В апреле, во время месячного восстановления сил в поместье Бернарда Баруха в Южной Каролине, Рузвельт мечтал о выздоровлении. За прошедшие годы миллионы американцев почувствовали личную привязанность к президенту. Он был старшим братом, мудрым отцом, который видел страну в годы горькой депрессии, а теперь и во время разрушительной войны. Люди беспокоились о нем как о члене семьи. «Вы сделали много прекрасных вещей для нашей страны, – написала ему одна женщина из Бруклина. – Уединитесь у себя… дома. Отдыхайте и наслаждайтесь плодами своих трудов». Письмо от человека из Сан-Диего было в том же духе: «Я не верю в то, что надо пахать как лошадь до самой смерти, поэтому не пытайтесь нести весь мир на своих плечах». Но миллионы американцев не могли представить себе жизнь без Рузвельта. «Пожалуйста, президент Рузвельт, – написала одна женщина, – не оставляйте нас в этом мире проблем и горя. В глубине души я верю, что Бог отправил Вас в этот мир, чтобы Вы были нашей путеводной звездой».

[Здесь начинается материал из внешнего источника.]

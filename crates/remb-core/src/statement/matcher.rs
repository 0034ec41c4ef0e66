//! Record grammar and matcher.
//!
//! One line item on a statement reads, after normalization:
//!
//! ```text
//! 15/03/2024 CONSULTATION SPECIALISTE (ABC123) 50,00 70,00 70% 35,00 30%
//! ```
//!
//! Some document families wrap the date and both percentages in a delimiter
//! (`*15/03/2024* ... *70%* 35,00 *30%*`). Both families are described by a
//! single [`RecordGrammar`] parameterized by a [`Marker`].

use std::fmt;
use std::str::FromStr;

use lazy_static::lazy_static;
use regex::{Captures, Regex};
use serde::{Deserialize, Serialize};
use tracing::trace;

use super::rules::{AMOUNT_FIELD, ANY_MARKER, CODE_FIELD, DATE_FIELD, LABEL_FIELD, RATE_FIELD};
use crate::models::care::{GrammarVariant, RawRecordMatch};

/// Open/close marker groups around the date and both percentages.
const MARKER_PAIRS: [(&str, &str); 3] = [
    ("date_open", "date_close"),
    ("rate1_open", "rate1_close"),
    ("rate2_open", "rate2_close"),
];

/// Delimiter accepted around dates and percentages.
#[derive(Debug, Clone, Copy, Default, PartialEq, Eq, Hash, Serialize, Deserialize)]
pub enum Marker {
    /// Plain variant only.
    None,
    /// Plain variant, or marked with this exact character.
    Literal(char),
    /// Plain variant, or marked with any single delimiter character.
    #[default]
    Any,
}

impl FromStr for Marker {
    type Err = String;

    fn from_str(s: &str) -> Result<Self, Self::Err> {
        match s.trim() {
            "any" => return Ok(Marker::Any),
            "none" | "" => return Ok(Marker::None),
            _ => {}
        }

        let mut chars = s.trim().chars();
        match (chars.next(), chars.next()) {
            (Some(c), None) if !c.is_alphanumeric() && !c.is_whitespace() && c != '(' && c != ')' => {
                Ok(Marker::Literal(c))
            }
            _ => Err(format!(
                "invalid marker {:?}: expected \"any\", \"none\" or one delimiter character",
                s
            )),
        }
    }
}

impl fmt::Display for Marker {
    fn fmt(&self, f: &mut fmt::Formatter<'_>) -> fmt::Result {
        match self {
            Marker::None => f.write_str("none"),
            Marker::Literal(c) => write!(f, "{}", c),
            Marker::Any => f.write_str("any"),
        }
    }
}

/// The positional grammar of one reimbursement line item.
#[derive(Debug, Clone, Copy, PartialEq, Eq, Default)]
pub struct RecordGrammar {
    marker: Marker,
}

impl RecordGrammar {
    pub fn new(marker: Marker) -> Self {
        Self { marker }
    }

    /// Whitespace-separated fields only.
    pub fn plain() -> Self {
        Self::new(Marker::None)
    }

    /// Plain, or marked with `marker`.
    pub fn marked(marker: char) -> Self {
        Self::new(Marker::Literal(marker))
    }

    pub fn marker(&self) -> Marker {
        self.marker
    }

    /// Regex source for this grammar.
    pub fn pattern(&self) -> String {
        let marker = match self.marker {
            Marker::None => None,
            Marker::Literal(c) => Some(regex::escape(&c.to_string())),
            Marker::Any => Some(ANY_MARKER.to_string()),
        };
        // Markers sit directly against the field they wrap.
        let optional = |name: &str| match &marker {
            Some(m) => format!(r"(?P<{name}>{m})?"),
            None => String::new(),
        };

        format!(
            concat!(
                r"{date_open}(?P<date>{date}){date_close}\s+",
                r"(?P<care_type>{label})\s*\((?P<care_code>{code})\)\s*",
                r"(?P<paid_amount>{amount})\s+",
                r"(?P<reimbursement_base>{amount})\s+",
                r"{rate1_open}(?P<complementary_amount>{rate}){rate1_close}\s+",
                r"(?P<reimbursed_amount>{amount})\s+",
                r"{rate2_open}(?P<complementary_rate>{rate}){rate2_close}",
            ),
            date_open = optional("date_open"),
            date_close = optional("date_close"),
            rate1_open = optional("rate1_open"),
            rate1_close = optional("rate1_close"),
            rate2_open = optional("rate2_open"),
            rate2_close = optional("rate2_close"),
            date = DATE_FIELD,
            label = LABEL_FIELD,
            code = CODE_FIELD,
            amount = AMOUNT_FIELD,
            rate = RATE_FIELD,
        )
    }
}

lazy_static! {
    static ref PLAIN_RECORD: Regex = Regex::new(&RecordGrammar::plain().pattern()).unwrap();
    static ref ANY_MARKED_RECORD: Regex =
        Regex::new(&RecordGrammar::new(Marker::Any).pattern()).unwrap();
}

/// Scans normalized text for occurrences of a [`RecordGrammar`].
#[derive(Debug, Clone)]
pub struct RecordMatcher {
    grammar: RecordGrammar,
    regex: Regex,
}

impl RecordMatcher {
    pub fn new(grammar: RecordGrammar) -> Self {
        let regex = match grammar.marker {
            Marker::None => PLAIN_RECORD.clone(),
            Marker::Any => ANY_MARKED_RECORD.clone(),
            // The marker is escaped, so the pattern always compiles.
            Marker::Literal(_) => Regex::new(&grammar.pattern()).expect("escaped record grammar"),
        };
        Self { grammar, regex }
    }

    pub fn grammar(&self) -> RecordGrammar {
        self.grammar
    }

    /// Lazily yield every non-overlapping occurrence, left to right.
    pub fn matches<'a>(&'a self, text: &'a str) -> impl Iterator<Item = RawRecordMatch> + 'a {
        self.regex
            .captures_iter(text)
            .enumerate()
            .map(|(index, caps)| {
                let raw = raw_match(index, &caps);
                trace!("Matched record {} at {:?} ({})", index, raw.span, raw.variant);
                raw
            })
    }

    /// Variant used by the first occurrence, if any.
    pub fn detect_variant(&self, text: &str) -> Option<GrammarVariant> {
        self.regex.captures(text).map(|caps| variant_of(&caps))
    }
}

impl Default for RecordMatcher {
    fn default() -> Self {
        Self::new(RecordGrammar::default())
    }
}

/// A record is marked only when the date and both percentages are wrapped
/// on both sides by the same character.
fn variant_of(caps: &Captures<'_>) -> GrammarVariant {
    let mut pairs = MARKER_PAIRS
        .iter()
        .map(|(open, close)| marker_pair(caps, open, close));

    match pairs.next().flatten() {
        Some(c) if pairs.all(|pair| pair == Some(c)) => GrammarVariant::Marked(c),
        _ => GrammarVariant::Plain,
    }
}

fn marker_pair(caps: &Captures<'_>, open: &str, close: &str) -> Option<char> {
    let open = caps.name(open)?.as_str().chars().next()?;
    let close = caps.name(close)?.as_str().chars().next()?;
    (open == close).then_some(open)
}

fn raw_match(index: usize, caps: &Captures<'_>) -> RawRecordMatch {
    let group = |name: &str| caps.name(name).map(|m| m.as_str().to_string()).unwrap_or_default();
    let variant = variant_of(caps);

    // Stray punctuation against a plain record stays outside its span
    let span = match variant {
        GrammarVariant::Marked(_) => caps.get(0).map(|m| (m.start(), m.end())),
        GrammarVariant::Plain => caps
            .name("date")
            .zip(caps.name("complementary_rate"))
            .map(|(first, last)| (first.start(), last.end())),
    }
    .unwrap_or_default();

    RawRecordMatch {
        index,
        span,
        variant,
        date: group("date"),
        care_type: group("care_type"),
        care_code: group("care_code"),
        paid_amount: group("paid_amount"),
        reimbursement_base: group("reimbursement_base"),
        complementary_amount: group("complementary_amount"),
        reimbursed_amount: group("reimbursed_amount"),
        complementary_rate: group("complementary_rate"),
    }
}

#[cfg(test)]
mod tests {
    use super::*;
    use pretty_assertions::assert_eq;

    const PLAIN: &str = "15/03/2024 CONSULTATION SPECIALISTE (ABC123) 50,00 70,00 70% 35,00 30%";
    const MARKED: &str = "*15/03/2024* CONSULTATION SPECIALISTE (ABC123) 50,00 70,00 *70%* 35,00 *30%*";

    #[test]
    fn test_plain_groups() {
        let matcher = RecordMatcher::default();
        let found: Vec<_> = matcher.matches(PLAIN).collect();

        assert_eq!(found.len(), 1);
        assert_eq!(
            found[0].groups(),
            [
                "15/03/2024",
                "CONSULTATION SPECIALISTE",
                "ABC123",
                "50,00",
                "70,00",
                "70%",
                "35,00",
                "30%",
            ]
        );
        assert_eq!(found[0].variant, GrammarVariant::Plain);
        assert_eq!(found[0].span, (0, PLAIN.len()));
    }

    #[test]
    fn test_marked_groups_are_stripped() {
        let matcher = RecordMatcher::default();
        let found: Vec<_> = matcher.matches(MARKED).collect();

        assert_eq!(found.len(), 1);
        assert_eq!(found[0].date, "15/03/2024");
        assert_eq!(found[0].complementary_amount, "70%");
        assert_eq!(found[0].complementary_rate, "30%");
        assert_eq!(found[0].variant, GrammarVariant::Marked('*'));
    }

    #[test]
    fn test_literal_marker() {
        let matcher = RecordMatcher::new(RecordGrammar::marked('|'));
        let text = "|15/03/2024| SOINS (X) 1,00 2,00 |60%| 3,00 |10%|";
        let found: Vec<_> = matcher.matches(text).collect();

        assert_eq!(found.len(), 1);
        assert_eq!(found[0].variant, GrammarVariant::Marked('|'));

        // Plain text still matches under a literal marker
        assert_eq!(matcher.matches(PLAIN).count(), 1);
    }

    #[test]
    fn test_plain_grammar_rejects_marked_rates() {
        let matcher = RecordMatcher::new(RecordGrammar::plain());
        let text = "15/03/2024 SOINS (X) 1,00 2,00 *60%* 3,00 *10%*";
        assert_eq!(matcher.matches(text).count(), 0);
    }

    #[test]
    fn test_date_with_internal_spaces() {
        let matcher = RecordMatcher::default();
        let text = "#15 / 03 /2024# PHARMACIE (PH4) 12,30 12,30 #65%# 8,00 #0%#";
        let found: Vec<_> = matcher.matches(text).collect();

        assert_eq!(found.len(), 1);
        assert_eq!(found[0].date, "15 / 03 /2024");
        assert_eq!(found[0].care_type, "PHARMACIE");
        assert_eq!(found[0].variant, GrammarVariant::Marked('#'));
    }

    #[test]
    fn test_matches_in_order_without_overlap() {
        let text = format!(
            "Releve {} puis 01/04/2024 RADIOLOGIE (R1) 80,00 60,00 70% 42,00 30% fin",
            MARKED
        );
        let matcher = RecordMatcher::default();
        let found: Vec<_> = matcher.matches(&text).collect();

        assert_eq!(found.len(), 2);
        assert_eq!(found[0].index, 0);
        assert_eq!(found[1].index, 1);
        assert_eq!(found[1].date, "01/04/2024");
        assert!(found[0].span.1 <= found[1].span.0);
    }

    #[test]
    fn test_markers_must_touch_their_field() {
        let matcher = RecordMatcher::default();
        let text = "02/01/2024 PHARMACIE (PH7) 12,40 12,40 65% 8,06 35% *10/01/2024* SOINS (S) 1,00 1,00 *70%* 1,00 *30%*";
        let found: Vec<_> = matcher.matches(text).collect();

        assert_eq!(found.len(), 2);
        assert_eq!(found[0].variant, GrammarVariant::Plain);
        assert_eq!(found[1].variant, GrammarVariant::Marked('*'));
    }

    #[test]
    fn test_trailing_punctuation_is_plain() {
        let matcher = RecordMatcher::default();
        let text = format!("{}, suite", PLAIN);
        let found: Vec<_> = matcher.matches(&text).collect();

        assert_eq!(found.len(), 1);
        assert_eq!(found[0].variant, GrammarVariant::Plain);
        assert_eq!(found[0].complementary_rate, "30%");
        assert_eq!(found[0].span, (0, PLAIN.len()));
    }

    #[test]
    fn test_date_prefix_is_plain() {
        let matcher = RecordMatcher::default();
        let text = format!("Date:{}", PLAIN);
        let found: Vec<_> = matcher.matches(&text).collect();

        assert_eq!(found.len(), 1);
        assert_eq!(found[0].variant, GrammarVariant::Plain);
        assert_eq!(found[0].date, "15/03/2024");
        assert_eq!(found[0].span, ("Date:".len(), text.len()));
    }

    #[test]
    fn test_mismatched_markers_are_plain() {
        let matcher = RecordMatcher::default();

        let text = "*15/03/2024# SOINS (S) 1,00 2,00 |70%* 3,00 -30%+";
        let found: Vec<_> = matcher.matches(text).collect();
        assert_eq!(found.len(), 1);
        assert_eq!(found[0].variant, GrammarVariant::Plain);
        assert_eq!(found[0].date, "15/03/2024");

        // Date wrapped, percentages wrapped with another character
        let text = "*15/03/2024* SOINS (S) 1,00 2,00 #70%# 3,00 #30%#";
        assert_eq!(matcher.detect_variant(text), Some(GrammarVariant::Plain));

        // Date wrapped, percentages bare
        let text = "*15/03/2024* SOINS (S) 1,00 2,00 70% 3,00 30%";
        assert_eq!(matcher.detect_variant(text), Some(GrammarVariant::Plain));
    }

    #[test]
    fn test_spaced_markers_do_not_match() {
        let matcher = RecordMatcher::default();
        let text = "* 15/03/2024 * SOINS (S) 1,00 2,00 * 70% * 3,00 * 30% *";
        assert_eq!(matcher.matches(text).count(), 0);
    }

    #[test]
    fn test_no_matches() {
        let matcher = RecordMatcher::default();
        assert_eq!(matcher.matches("Aucun remboursement ce mois-ci.").count(), 0);
        assert_eq!(matcher.detect_variant("nothing here"), None);
    }

    #[test]
    fn test_detect_variant() {
        let matcher = RecordMatcher::default();
        assert_eq!(matcher.detect_variant(PLAIN), Some(GrammarVariant::Plain));
        assert_eq!(matcher.detect_variant(MARKED), Some(GrammarVariant::Marked('*')));
    }

    #[test]
    fn test_marker_from_str() {
        assert_eq!("any".parse::<Marker>().unwrap(), Marker::Any);
        assert_eq!("none".parse::<Marker>().unwrap(), Marker::None);
        assert_eq!("*".parse::<Marker>().unwrap(), Marker::Literal('*'));
        assert!("a".parse::<Marker>().is_err());
        assert!("(".parse::<Marker>().is_err());
        assert!("**".parse::<Marker>().is_err());
    }
}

Когда Дейзи увидела Рузвельта в середине мая, оздоровительный эффект от визита в Южную Каролину улетучился. Он выглядел «встревоженным и усталым». Но в конце весны и летом 1944 года война как раз достигла апофеоза. Тысячи девятнадцатилетних и двадцатилетних парней умирали за свою страну. Как командующий, Рузвельт считал себя обязанным подавать пример – молодым парням, их родителям, стране, миру – независимо от того, чем рискует лично он. Первую часть лета он провел в Вашингтоне, разбираясь с недовольными союзниками и готовясь к выборам 1944 года. В числе первых главным был Шарль де Голль, который злился на Рузвельта за отказ признать его притязания на пост лидера французского государства. Уинстон Черчилль был недоволен решением президента ограничить послевоенные обязанности США в Европе, взяв на себя ответственность лишь за Нидерланды и северо-запад Германии. Вопрос с Польшей также стоял ребром, и Гарриман с Кеннаном были обеспокоены тем, что Рузвельт планирует уступить страну Сталину.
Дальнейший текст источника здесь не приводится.